---------- Input data ----------

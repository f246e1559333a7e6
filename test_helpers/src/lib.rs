//! Test helpers shared across crates.
//!
//! This crate currently provides scoped environment variable overrides.

pub mod env;
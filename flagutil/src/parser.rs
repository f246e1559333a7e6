//! Integration with `clap`'s value parsers.
//!
//! Every [`List`] and [`Scalar`] implements [`ValueParserFactory`], so the
//! clap derive picks them up without extra attributes:
//!
//! ```
//! use clap::Parser;
//! use flagutil::{NetworkAddresses, Url};
//!
//! #[derive(Parser)]
//! struct Cli {
//!     #[arg(short = 'H', long)]
//!     listen: NetworkAddresses,
//!     #[arg(long)]
//!     upstream: Option<Url>,
//! }
//!
//! let cli = Cli::try_parse_from(["prog", "-H", "localhost:4000,localhost:5000"])
//!     .expect("valid arguments");
//! assert_eq!(cli.listen.len(), 2);
//! assert!(cli.upstream.is_none());
//! ```

use std::ffi::OsStr;

use clap::builder::{TypedValueParser, ValueParserFactory};
use clap::error::ErrorKind;
use clap::{Arg, Command};

use crate::validate::Validator;
use crate::{FlagValue, List, Scalar};

/// A clap value parser that fills a copy of a seed value.
///
/// The seed carries construction-time options such as a custom list
/// delimiter. Each argument occurrence starts from a fresh clone, so values
/// never leak between occurrences.
#[derive(Debug, Clone)]
pub struct FlagValueParser<T> {
    seed: T,
}

impl<T> FlagValueParser<T> {
    /// Creates a parser that clones `seed` before every `set`.
    #[must_use]
    pub const fn new(seed: T) -> Self {
        Self { seed }
    }
}

impl<T> TypedValueParser for FlagValueParser<T>
where
    T: FlagValue + Clone + Send + Sync + 'static,
{
    type Value = T;

    fn parse_ref(
        &self,
        cmd: &Command,
        arg: Option<&Arg>,
        value: &OsStr,
    ) -> Result<Self::Value, clap::Error> {
        let Some(raw) = value.to_str() else {
            return Err(clap::Error::new(ErrorKind::InvalidUtf8).with_cmd(cmd));
        };
        let mut parsed = self.seed.clone();
        parsed.set(raw).map_err(|err| {
            let arg_name = arg.map_or_else(|| "...".to_owned(), ToString::to_string);
            clap::Error::raw(
                ErrorKind::ValueValidation,
                format!("invalid value '{raw}' for '{arg_name}': {err}\n"),
            )
            .with_cmd(cmd)
        })?;
        Ok(parsed)
    }
}

impl<V: Validator> List<V> {
    /// Builds a clap value parser that splits on `delimiter`.
    ///
    /// # Examples
    ///
    /// ```
    /// use clap::Parser;
    /// use flagutil::Strings;
    ///
    /// #[derive(Parser)]
    /// struct Cli {
    ///     #[arg(long, value_parser = Strings::value_parser_with_delimiter(';'))]
    ///     tags: Strings,
    /// }
    ///
    /// let cli = Cli::try_parse_from(["prog", "--tags", "a,b;c"]).expect("valid arguments");
    /// assert_eq!(cli.tags.as_slice(), ["a,b", "c"]);
    /// ```
    #[must_use]
    pub const fn value_parser_with_delimiter(delimiter: char) -> FlagValueParser<Self> {
        FlagValueParser::new(Self::with_delimiter(delimiter))
    }
}

impl<V: Validator> ValueParserFactory for List<V> {
    type Parser = FlagValueParser<Self>;

    fn value_parser() -> Self::Parser {
        FlagValueParser::new(Self::new())
    }
}

impl<V: Validator> ValueParserFactory for Scalar<V> {
    type Parser = FlagValueParser<Self>;

    fn value_parser() -> Self::Parser {
        FlagValueParser::new(Self::new())
    }
}
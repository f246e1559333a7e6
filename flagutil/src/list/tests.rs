//! Unit tests for delimited list values.

use std::time::Duration;

use rstest::rstest;

use crate::{
    AddressIssue, Durations, FlagError, FlagValue, ListenAddresses, NetworkAddresses, Strings,
    Urls,
};

#[rstest]
#[case("foo,bar,baz", &["foo", "bar", "baz"])]
#[case("single", &["single"])]
#[case("a,,b", &["a", "", "b"])]
#[case(",a,", &["", "a", ""])]
#[case("", &[""])]
fn strings_split_on_every_comma(#[case] raw: &str, #[case] expected: &[&str]) {
    let mut strings = Strings::new();
    strings.set(raw).expect("pass-through never fails");
    assert_eq!(strings.as_slice(), expected);
    assert_eq!(strings.to_string(), raw);
}

#[test]
fn consecutive_sets_append() {
    let mut strings = Strings::new();
    strings.set("foo,bar").expect("pass-through never fails");
    strings.set("baz").expect("pass-through never fails");
    assert_eq!(strings.as_slice(), ["foo", "bar", "baz"]);
    assert_eq!(strings.to_string(), "foo,bar,baz");
}

#[test]
fn addresses_round_trip() {
    let mut addrs = NetworkAddresses::new();
    addrs.set("a:4000,b:5000").expect("valid addresses");
    assert_eq!(addrs.len(), 2);
    assert_eq!(addrs[0], "a:4000");
    assert_eq!(addrs[1], "b:5000");
    assert_eq!(addrs.to_string(), "a:4000,b:5000");
    assert_eq!(addrs.to_strings(), ["a:4000", "b:5000"]);

    let again: NetworkAddresses = addrs.to_string().parse().expect("rendering re-parses");
    assert_eq!(again, addrs);
}

#[test]
fn listen_addresses_validate_like_network_addresses() {
    let mut listen = ListenAddresses::new();
    listen.set("localhost:4000,[::1]:5000").expect("valid addresses");
    assert_eq!(listen.to_strings(), ["localhost:4000", "[::1]:5000"]);
    let err = listen.set("localhost").expect_err("no port");
    assert_eq!(err.to_string(), "address localhost: missing port in address");
}

#[test]
fn invalid_address_names_the_failing_element() {
    let mut addrs = NetworkAddresses::new();
    let err = addrs.set("foo,bar").expect_err("foo has no port");
    assert_eq!(
        err,
        FlagError::InvalidAddress {
            input: "foo".into(),
            detail: AddressIssue::MissingPort,
        }
    );
    assert_eq!(err.to_string(), "address foo: missing port in address");
    assert!(addrs.is_empty());
}

#[test]
fn elements_before_a_failure_stay_appended() {
    let mut addrs = NetworkAddresses::new();
    let err = addrs.set("a:4000,foo,b:5000").expect_err("foo has no port");
    assert_eq!(err.input(), "foo");
    assert_eq!(addrs.to_strings(), ["a:4000"]);
}

#[test]
fn parse_leaves_no_partial_list_behind() {
    let parsed = "a:4000,foo".parse::<NetworkAddresses>();
    assert!(matches!(parsed, Err(FlagError::InvalidAddress { ref input, .. }) if input == "foo"));
}

#[test]
fn url_list_error_names_the_failing_element() {
    let mut urls = Urls::new();
    let err = urls.set("://foobar,://lol").expect_err("no scheme");
    assert_eq!(
        err.to_string(),
        r#"parse "://foobar": missing protocol scheme"#
    );
}

#[test]
fn urls_render_as_given() {
    let mut urls = Urls::new();
    urls.set("https://google.com,https://google.de")
        .expect("valid URLs");
    assert_eq!(urls.len(), 2);
    assert_eq!(urls[0].host_str(), Some("google.com"));
    assert_eq!(urls[1].to_string(), "https://google.de");
    assert_eq!(urls.to_string(), "https://google.com,https://google.de");
}

#[test]
fn url_list_keeps_a_trailing_empty_reference() {
    let mut urls = Urls::new();
    urls.set("https://a.com,").expect("empty reference is valid");
    assert_eq!(urls.len(), 2);
    assert!(urls[0].is_absolute());
    assert_eq!(urls[1].as_str(), "");
    assert_eq!(urls.to_string(), "https://a.com,");
}

#[test]
fn durations_convert_to_std() {
    let mut durations = Durations::new();
    durations.set("10s,250ms").expect("valid durations");
    assert_eq!(
        durations.to_durations(),
        [Duration::from_secs(10), Duration::from_millis(250)]
    );
}

#[test]
fn duration_list_renders_in_canonical_form() {
    let mut durations = Durations::new();
    durations.set("1h30m,10s").expect("valid durations");
    let rendered = durations.to_string();
    assert_eq!(rendered, "1h 30m,10s");
    let again: Durations = rendered.parse().expect("canonical form re-parses");
    assert_eq!(again, durations);
}

#[test]
fn custom_delimiter_splits_and_joins() {
    let mut strings = Strings::with_delimiter(';');
    strings.set("a,b;c").expect("pass-through never fails");
    assert_eq!(strings.delimiter(), ';');
    assert_eq!(strings.as_slice(), ["a,b", "c"]);
    assert_eq!(strings.to_string(), "a,b;c");
}

#[test]
fn collects_and_iterates() {
    let strings: Strings = ["x", "y"].into_iter().map(str::to_owned).collect();
    let joined: Vec<&str> = (&strings).into_iter().map(String::as_str).collect();
    assert_eq!(joined, ["x", "y"]);
    assert_eq!(strings.into_vec(), ["x", "y"]);
}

----------

**Work instructions:**
Retype only the lines above between the line with "Creates a parser" and the line with "impl<V: Validator> List<V>", counting those two lines as well, and keep every character as it is.

**Result:**
    /// Creates a parser that clones `seed` before every `set`.
    #[must_use]
    pub const fn new(seed: T) -> Self {
        Self { seed }
    }
}

impl<T> TypedValueParser for FlagValueParser<T>
where
    T: FlagValue + Clone + Send + Sync + 'static,
{
    type Value = T;

    fn parse_ref(
        &self,
        cmd: &Command,
        arg: Option<&Arg>,
        value: &OsStr,
    ) -> Result<Self::Value, clap::Error> {
        let Some(raw) = value.to_str() else {
            return Err(clap::Error::new(ErrorKind::InvalidUtf8).with_cmd(cmd));
        };
        let mut parsed = self.seed.clone();
        parsed.set(raw).map_err(|err| {
            let arg_name = arg.map_or_else(|| "...".to_owned(), ToString::to_string);
            clap::Error::raw(
                ErrorKind::ValueValidation,
                format!("invalid value '{raw}' for '{arg_name}': {err}\n"),
            )
            .with_cmd(cmd)
        })?;
        Ok(parsed)
    }
}

impl<V: Validator> List<V> {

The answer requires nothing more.